Always go with Dish's 'giveaway' DVR that way you can just throw it away when you get frustrated.

Unless you like being screwed.


----------



## jergenf (Mar 31, 2005)

I've had my 921 for five months (just 1 month before there was talk about mpeg4) and find it to be reliable for the most part. Some quirks do arise from time to time but rebooting the box seems to make it behave again. I paid $999 for the 921 with 34 inch HD CRT monitor which I feel was a great deal (especially since I was willing to pay $999 just for the DVR prior to that offer). 
Overall I'm glad that I have HD, OTA digitals, dual tuners, tivo function and recording HD/SD capability.


----------



## jpetersohn (Apr 6, 2005)

tm22721 said:


> Always go with Dish's 'giveaway' DVR that way you can just throw it away when you get frustrated.
> 
> Unless you like being screwed.


I wish I could, but AFAIK they don't have a giveaway HD recorder.


----------



## LindaT (Dec 16, 2004)

I have recently upgraded to the 921 after giving serious consideration to the 942 and reading all the boards and postings. I just couldn't justify double the cost. The NBR was not that much of a concern for me and the much talked about upgrade to MPEG-4 when it comes out, I'll think about it then. I have not experienced any of the problems being posted (thank the HD Gods, knock on wood, jump up and down and pat my head, rub my tummy all simultaneously) with the 921. It has worked out well for me. Beautiful picture after playing around with the settings (which can be frustrating) and calling for support more than once.


----------



## TowJumper (Sep 19, 2003)

I recently (last Sunday) finally cancelled Dish after 10 years due to the short comings of the 921. We have a couple plasmas and I got tired of resetting the box after it got stuck in stretch mode. This is a serious problem for those of us that change the modes, but probably not a big deal to non-plasma and lcd owners.

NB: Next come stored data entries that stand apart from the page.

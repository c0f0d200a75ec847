pub mod auth;
pub mod catalog;
pub mod client;
pub mod orders;
use async_trait::async_trait;

use crate::domain::order::errors::OrderError;
use crate::domain::order::model::CheckoutForm;

pub struct SubmitOrderParams {
    pub form: CheckoutForm,
}

/// Outcome of a successful submission, for the success message.
#[derive(Debug, Clone, PartialEq, Eq)]
pub struct OrderReceipt {
    pub total: String,
}

#[async_trait]
pub trait SubmitOrderUseCase: Send + Sync {
    async fn execute(&self, params: SubmitOrderParams) -> Result<OrderReceipt, OrderError>;
}
use business::domain::auth::use_cases::reset_password::ResetPasswordParams;
use business::domain::auth::use_cases::sign_in::SignInParams;
use business::domain::auth::use_cases::sign_up::SignUpParams;

use crate::setup::dependency_injection::DependencyContainer;

// Provider failures are printed verbatim so the user sees the real reason,
// e.g. "Invalid login credentials".

pub async fn sign_in(container: &DependencyContainer, email: String, password: String) {
    match container
        .sign_in
        .execute(SignInParams { email, password })
        .await
    {
        Ok(()) => println!("Signed in successfully!"),
        Err(err) => println!("{err}"),
    }
}

pub async fn sign_up(container: &DependencyContainer, email: String, password: String) {
    match container
        .sign_up
        .execute(SignUpParams { email, password })
        .await
    {
        Ok(()) => println!("Account created! Check your email to confirm it."),
        Err(err) => println!("{err}"),
    }
}

pub async fn reset_password(container: &DependencyContainer, email: String) {
    let params = ResetPasswordParams {
        email,
        redirect_to: container.reset_redirect.clone(),
    };

    match container.reset_password.execute(params).await {
        Ok(()) => println!("Password reset email sent!"),
        Err(err) => println!("{err}"),
    }
}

Amazingly, when I called to cancel, Dish told me that it was MY 921 and that all the 'other' 921 were working perfectly. Soooo, I would not expect much for the 921 in the future since it is, well, "perfect". FWIW they asked what it would take to keep a "long time customer" and when I asked for a 942, they told me those were "retail-only" boxes. So ten years and $100+ a month got me nowhere with them in trying to address the wasted money on a 921.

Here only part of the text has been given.